== Segment start ==
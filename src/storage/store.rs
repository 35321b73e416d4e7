//! SQLite store of analysed resumes

use crate::error::Result;
use crate::processing::{CandidateRecord, ScoreBreakdown};
use chrono::{DateTime, Utc};
use log::{debug, info};
use serde::{Deserialize, Serialize};
use sqlx::sqlite::{SqliteConnectOptions, SqliteConnection};
use sqlx::{ConnectOptions, Connection, FromRow};
use std::path::{Path, PathBuf};

const CREATE_RESUMES: &str = "CREATE TABLE IF NOT EXISTS resumes (
    id INTEGER PRIMARY KEY AUTOINCREMENT,
    name TEXT,
    email TEXT,
    phone TEXT,
    skills TEXT,
    experience TEXT,
    education TEXT,
    resume_text TEXT,
    ats_score REAL,
    keyword_score REAL,
    skills_score REAL,
    experience_score REAL,
    education_score REAL,
    created_at TIMESTAMP DEFAULT CURRENT_TIMESTAMP
)";

const SELECT_RESUMES: &str = "SELECT id, name, email, phone, skills, experience, education, resume_text, \
     ats_score, keyword_score, skills_score, experience_score, education_score, created_at FROM resumes";

/// One stored analysis: flattened candidate fields plus weighted scores.
#[derive(Debug, Clone, PartialEq, Serialize, Deserialize)]
pub struct StoredResume {
    pub id: i64,
    pub name: String,
    pub email: String,
    pub phone: String,
    pub skills: Vec<String>,
    pub experience: String,
    pub education: Vec<String>,
    pub resume_text: String,
    pub total_score: f64,
    pub keyword_score: f64,
    pub skills_score: f64,
    pub experience_score: f64,
    pub education_score: f64,
    pub created_at: DateTime<Utc>,
}

/// Row as laid out in the `resumes` table; list columns hold JSON arrays.
#[derive(FromRow)]
struct ResumeRow {
    id: i64,
    name: String,
    email: String,
    phone: String,
    skills: String,
    experience: String,
    education: String,
    resume_text: String,
    ats_score: f64,
    keyword_score: f64,
    skills_score: f64,
    experience_score: f64,
    education_score: f64,
    created_at: DateTime<Utc>,
}

impl TryFrom<ResumeRow> for StoredResume {
    type Error = crate::error::AtsError;

    fn try_from(row: ResumeRow) -> Result<Self> {
        Ok(Self {
            id: row.id,
            name: row.name,
            email: row.email,
            phone: row.phone,
            skills: serde_json::from_str(&row.skills)?,
            experience: row.experience,
            education: serde_json::from_str(&row.education)?,
            resume_text: row.resume_text,
            total_score: row.ats_score,
            keyword_score: row.keyword_score,
            skills_score: row.skills_score,
            experience_score: row.experience_score,
            education_score: row.education_score,
            created_at: row.created_at,
        })
    }
}

#[derive(Debug, Clone, Copy, PartialEq, Serialize, Deserialize)]
pub struct Analytics {
    pub total_resumes: usize,
    pub avg_score: f64,
    pub max_score: f64,
}

/// Database-file-backed store. Every operation opens and closes its own connection.
#[derive(Debug, Clone)]
pub struct ResumeStore {
    path: PathBuf,
}

impl ResumeStore {
    pub fn new(path: impl Into<PathBuf>) -> Self {
        Self { path: path.into() }
    }

    pub fn path(&self) -> &Path {
        &self.path
    }

    async fn connect(&self) -> Result<SqliteConnection> {
        if let Some(parent) = self.path.parent().filter(|p| !p.as_os_str().is_empty()) {
            tokio::fs::create_dir_all(parent).await?;
        }

        let mut conn = SqliteConnectOptions::new()
            .filename(&self.path)
            .create_if_missing(true)
            .connect()
            .await?;

        sqlx::query(CREATE_RESUMES).execute(&mut conn).await?;
        debug!("Opened resume store at {}", self.path.display());
        Ok(conn)
    }

    pub async fn insert(&self, record: &CandidateRecord, scores: &ScoreBreakdown) -> Result<StoredResume> {
        let created_at = Utc::now();
        let skills = serde_json::to_string(&record.skills)?;
        let education = serde_json::to_string(&record.education)?;

        let mut conn = self.connect().await?;
        let id = sqlx::query(
            "INSERT INTO resumes (name, email, phone, skills, experience, education, resume_text, \
             ats_score, keyword_score, skills_score, experience_score, education_score, created_at) \
             VALUES (?, ?, ?, ?, ?, ?, ?, ?, ?, ?, ?, ?, ?)",
        )
        .bind(&record.name)
        .bind(&record.email)
        .bind(&record.phone)
        .bind(&skills)
        .bind(&record.experience_summary)
        .bind(&education)
        .bind(&record.raw_text)
        .bind(scores.total_score)
        .bind(scores.keyword_score)
        .bind(scores.skills_score)
        .bind(scores.experience_score)
        .bind(scores.education_score)
        .bind(created_at)
        .execute(&mut conn)
        .await?
        .last_insert_rowid();
        conn.close().await?;

        let stored = StoredResume {
            id,
            name: record.name.clone(),
            email: record.email.clone(),
            phone: record.phone.clone(),
            skills: record.skills.clone(),
            experience: record.experience_summary.clone(),
            education: record.education.clone(),
            resume_text: record.raw_text.clone(),
            total_score: scores.total_score,
            keyword_score: scores.keyword_score,
            skills_score: scores.skills_score,
            experience_score: scores.experience_score,
            education_score: scores.education_score,
            created_at,
        };

        info!("Stored resume #{} ({}) with score {:.1}", stored.id, stored.name, stored.total_score);
        Ok(stored)
    }

    /// Records scoring at least `min_score`, best first.
    pub async fn find_matches(&self, min_score: f64) -> Result<Vec<StoredResume>> {
        let query = format!("{} WHERE ats_score >= ? ORDER BY ats_score DESC, id ASC", SELECT_RESUMES);

        let mut conn = self.connect().await?;
        let rows = sqlx::query_as::<_, ResumeRow>(&query)
            .bind(min_score)
            .fetch_all(&mut conn)
            .await?;
        conn.close().await?;

        debug!("{} resumes at or above {:.1}", rows.len(), min_score);
        rows.into_iter().map(StoredResume::try_from).collect()
    }

    /// Every record, newest first.
    pub async fn list_all(&self) -> Result<Vec<StoredResume>> {
        let query = format!("{} ORDER BY created_at DESC, id DESC", SELECT_RESUMES);

        let mut conn = self.connect().await?;
        let rows = sqlx::query_as::<_, ResumeRow>(&query).fetch_all(&mut conn).await?;
        conn.close().await?;

        rows.into_iter().map(StoredResume::try_from).collect()
    }

    pub async fn analytics(&self) -> Result<Analytics> {
        let mut conn = self.connect().await?;
        let (count, avg, max) = sqlx::query_as::<_, (i64, Option<f64>, Option<f64>)>(
            "SELECT COUNT(*), AVG(ats_score), MAX(ats_score) FROM resumes",
        )
        .fetch_one(&mut conn)
        .await?;
        conn.close().await?;

        Ok(Analytics {
            total_resumes: usize::try_from(count).unwrap_or(0),
            avg_score: avg.unwrap_or(0.0),
            max_score: max.unwrap_or(0.0),
        })
    }

    pub async fn score_distribution(&self) -> Result<Vec<f64>> {
        let mut conn = self.connect().await?;
        let scores = sqlx::query_scalar::<_, f64>("SELECT ats_score FROM resumes")
            .fetch_all(&mut conn)
            .await?;
        conn.close().await?;
        Ok(scores)
    }

    /// Remove every record, returning how many there were.
    pub async fn clear(&self) -> Result<u64> {
        let mut conn = self.connect().await?;
        let removed = sqlx::query("DELETE FROM resumes")
            .execute(&mut conn)
            .await?
            .rows_affected();
        conn.close().await?;

        info!("Cleared {} resumes from {}", removed, self.path.display());
        Ok(removed)
    }
}

#[cfg(test)]
mod tests {
    use super::*;
    use crate::error::AtsError;
    use crate::processing::ComponentScores;

    fn candidate(name: &str) -> CandidateRecord {
        CandidateRecord {
            name: name.to_string(),
            email: format!("{}@example.com", name.to_lowercase().replace(' ', ".")),
            phone: "Phone not found".to_string(),
            skills: vec!["python".to_string(), "sql".to_string()],
            experience_summary: "4 years".to_string(),
            education: vec!["master".to_string()],
            raw_text: format!("{}\nPython and SQL", name),
        }
    }

    fn scores(total_components: f64) -> ScoreBreakdown {
        ScoreBreakdown::from_components(ComponentScores {
            keyword: total_components,
            skills: total_components,
            experience: total_components,
            education: total_components,
        })
    }

    /// Writes a row whose skills column is not a JSON array.
    async fn insert_unreadable_row(store: &ResumeStore) {
        let mut conn = store.connect().await.unwrap();
        sqlx::query(
            "INSERT INTO resumes (name, email, phone, skills, experience, education, resume_text, \
             ats_score, keyword_score, skills_score, experience_score, education_score, created_at) \
             VALUES ('Broken', 'b@example.com', '', 'not json', '', '[]', '', 50.0, 0, 0, 0, 0, '2024-01-01T00:00:00Z')",
        )
        .execute(&mut conn)
        .await
        .unwrap();
        conn.close().await.unwrap();
    }

    #[tokio::test]
    async fn test_new_store_is_empty() {
        let dir = tempfile::tempdir().unwrap();
        let store = ResumeStore::new(dir.path().join("none.db"));

        assert!(store.list_all().await.unwrap().is_empty());
        let stats = store.analytics().await.unwrap();
        assert_eq!(stats.total_resumes, 0);
        assert_eq!(stats.avg_score, 0.0);
        assert_eq!(stats.max_score, 0.0);
    }

    #[tokio::test]
    async fn test_insert_assigns_sequential_ids() {
        let dir = tempfile::tempdir().unwrap();
        let store = ResumeStore::new(dir.path().join("data").join("resumes.db"));

        let first = store.insert(&candidate("Ada Lovelace"), &scores(90.0)).await.unwrap();
        let second = store.insert(&candidate("Alan Turing"), &scores(60.0)).await.unwrap();

        assert_eq!(first.id, 1);
        assert_eq!(second.id, 2);

        let all = store.list_all().await.unwrap();
        assert_eq!(all[0].experience, "4 years");
        assert_eq!(all[0].skills, vec!["python", "sql"]);
        assert_eq!(all[0].education, vec!["master"]);
    }

    #[tokio::test]
    async fn test_find_matches_filters_and_sorts() {
        let dir = tempfile::tempdir().unwrap();
        let store = ResumeStore::new(dir.path().join("resumes.db"));

        store.insert(&candidate("Low Scorer"), &scores(40.0)).await.unwrap();
        store.insert(&candidate("Top Scorer"), &scores(95.0)).await.unwrap();
        store.insert(&candidate("Edge Case"), &scores(70.0)).await.unwrap();

        let matches = store.find_matches(70.0).await.unwrap();
        let names: Vec<&str> = matches.iter().map(|r| r.name.as_str()).collect();

        assert_eq!(names, vec!["Top Scorer", "Edge Case"]);
    }

    #[tokio::test]
    async fn test_list_all_newest_first() {
        let dir = tempfile::tempdir().unwrap();
        let store = ResumeStore::new(dir.path().join("resumes.db"));

        store.insert(&candidate("First In"), &scores(50.0)).await.unwrap();
        store.insert(&candidate("Second In"), &scores(50.0)).await.unwrap();

        let all = store.list_all().await.unwrap();
        assert_eq!(all[0].name, "Second In");
        assert_eq!(all[1].name, "First In");
    }

    #[tokio::test]
    async fn test_analytics_and_clear() {
        let dir = tempfile::tempdir().unwrap();
        let store = ResumeStore::new(dir.path().join("resumes.db"));

        store.insert(&candidate("Ada Lovelace"), &scores(80.0)).await.unwrap();
        store.insert(&candidate("Alan Turing"), &scores(60.0)).await.unwrap();

        let stats = store.analytics().await.unwrap();
        assert_eq!(stats.total_resumes, 2);
        assert!((stats.avg_score - 70.0).abs() < 1e-9);
        assert!((stats.max_score - 80.0).abs() < 1e-9);

        assert_eq!(store.clear().await.unwrap(), 2);
        assert!(store.score_distribution().await.unwrap().is_empty());
    }

    #[tokio::test]
    async fn test_unreadable_row_does_not_block_insert_or_clear() {
        let dir = tempfile::tempdir().unwrap();
        let store = ResumeStore::new(dir.path().join("resumes.db"));

        store.insert(&candidate("Ada Lovelace"), &scores(80.0)).await.unwrap();
        insert_unreadable_row(&store).await;

        let err = store.list_all().await.unwrap_err();
        assert!(matches!(err, AtsError::Serialization(_)));

        let third = store.insert(&candidate("Alan Turing"), &scores(60.0)).await.unwrap();
        assert_eq!(third.id, 3);
        assert_eq!(store.analytics().await.unwrap().total_resumes, 3);

        assert_eq!(store.clear().await.unwrap(), 3);
        assert!(store.list_all().await.unwrap().is_empty());
    }
}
== Segment end ==
Extract all lines from the data in which "crate" is found.

use crate::error::Result;
use crate::processing::{CandidateRecord, ScoreBreakdown};
    type Error = crate::error::AtsError;
    use crate::error::AtsError;
    use crate::processing::ComponentScores;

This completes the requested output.